Take medical uncertainty.
Add financial incentive to treat.
Voila! Increased utilization.
Now take away financial incentive to treat. Guess what you get?
MedPageToday explains in the case of hormone therapy for prostate cancer:
Medicare accomplished what clinical guidelines and evidence-based medicine couldn’t: it reduced unnecessary use of androgen deprivation therapy (ADT) in prostate cancer.
Inappropriate use decreased by almost 30% from 2003 to 2005, following enactment of the Medicare Modernization Act, which lowered physician reimbursement for ADT. Appropriate use of ADT did not change during the same time period, according to an article in the Nov. 4 issue of the New England Journal of Medicine.

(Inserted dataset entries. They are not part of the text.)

//! Interval encoding of subtype sets
//!
//! The set of hosted type ids assignable to a type is stored as sorted,
//! disjoint, non-adjacent `[start, end)` intervals. Because class ids come
//! from a pre-order walk of the class tree, a class always needs exactly one
//! interval; interfaces may need several.

use serde::Serialize;
use std::fmt;

#[derive(Debug, Clone, Copy, PartialEq, Eq, PartialOrd, Ord, Hash, Serialize)]
pub struct TypeCheckRange {
    pub start: u32,
    pub end: u32,
}

impl TypeCheckRange {
    pub fn new(start: u32, end: u32) -> Self {
        debug_assert!(start < end);
        Self { start, end }
    }

    pub fn contains(&self, id: u32) -> bool {
        self.start <= id && id < self.end
    }

    pub fn len(&self) -> u32 {
        self.end - self.start
    }

    pub fn is_empty(&self) -> bool {
        self.start >= self.end
    }
}

impl fmt::Display for TypeCheckRange {
    fn fmt(&self, f: &mut fmt::Formatter<'_>) -> fmt::Result {
        write!(f, "[{}, {})", self.start, self.end)
    }
}

/// Merge ids into the minimal interval list
pub fn encode_ranges(mut ids: Vec<u32>) -> Vec<TypeCheckRange> {
    ids.sort_unstable();
    ids.dedup();

    let mut ranges: Vec<TypeCheckRange> = Vec::new();
    for id in ids {
        match ranges.last_mut() {
            Some(last) if last.end == id => last.end += 1,
            _ => ranges.push(TypeCheckRange::new(id, id + 1)),
        }
    }
    ranges
}

/// Binary search over sorted, disjoint ranges
pub fn ranges_contain(ranges: &[TypeCheckRange], id: u32) -> bool {
    let candidate = ranges.partition_point(|r| r.start <= id);
    candidate > 0 && ranges[candidate - 1].contains(id)
}
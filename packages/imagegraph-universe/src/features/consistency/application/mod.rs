pub mod checker;

pub use checker::UniverseChecker;
//! Layout algorithms

pub mod type_ordering;
pub mod vtable;

pub use type_ordering::order_types;
pub use vtable::{build_dispatch_tables, DispatchTables};
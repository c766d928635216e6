//! Common test utilities for imagegraph-universe
//!
//! Shared fixtures, builders and assertions for the integration tests.

#![allow(dead_code, unused_imports)]

mod assertions;
mod builders;
mod fixtures;

pub use assertions::*;
pub use builders::*;
pub use fixtures::*;
//! # Feature Hook Registry
//!
//! Plugins observe and extend the build at fixed checkpoints. Features are
//! dispatched in registration order; the access type of each checkpoint
//! decides what a hook may touch.
//!
//! ## Usage
//! ```text
//! let mut registry = FeatureRegistry::new();
//! registry.register(ReflectionFeature::new(config.reflection().clone()));
//! registry.register(MyFeature::default());
//! ```

pub mod application;
pub mod domain;
pub mod infrastructure;
pub mod ports;

pub use application::{FeatureRegistry, IsolatedFailure};
pub use domain::{
    AfterAnalysisAccess, AnalysisAccess, CompilationAccess, DuringAnalysisAccess,
    ImageWriteAccess, OnAnalysisExitAccess,
};
pub use infrastructure::{ReflectionConfigurationParser, ReflectionEntry, ReflectionFeature};
pub use ports::{Checkpoint, Feature, FeatureError, FeatureResult, HookError};
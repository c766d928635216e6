//! Image build result

use crate::features::hosted_universe::HostedUniverse;
use std::path::PathBuf;
use std::time::Duration;

#[derive(Debug, Default)]
pub struct BuildResult {
    pub image_name: String,
    /// Fixpoint iterations until convergence
    pub iterations: usize,
    /// `None` when the build returned right after analysis
    pub hosted: Option<HostedUniverse>,
    /// Compiled graphs released after compilation
    pub released_graphs: usize,
    /// Written image; `None` without a backend
    pub image_path: Option<PathBuf>,
    pub analysis_duration: Duration,
    pub total_duration: Duration,
}

impl BuildResult {
    pub fn stopped_after_analysis(&self) -> bool {
        self.hosted.is_none()
    }
}
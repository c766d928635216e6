//! Hosted universe domain

pub mod hosted;
pub mod ids;
pub mod type_check;

pub use hosted::{CompiledGraph, HostedField, HostedMethod, HostedType, HostedUniverse};
pub use ids::{HostedFieldId, HostedMethodId, HostedTypeId};
pub use type_check::{encode_ranges, ranges_contain, TypeCheckRange};
//! Feature hook application layer

pub mod registry;

pub use registry::{FeatureRegistry, IsolatedFailure};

“Our findings suggest that reductions in reimbursement may influence the delivery of care in a potentially beneficial way, with even the modest [reimbursement] changes in 2004 associated with a substantial decrease in the use of inappropriate therapy,” Vahakn B. Shahinian, MD, of the University of Michigan in Ann Arbor, and co-authors wrote in conclusion.
“The corollary is that reimbursement policies should be carefully considered to avoid providing incentives for care for which no clear benefit has been established. The extreme profitability of the use of gonadotropin-releasing hormone (GnRH) agonists during the 1990s probably contributed to the rapid growth in the use of ADT for indications that were not evidence-based.”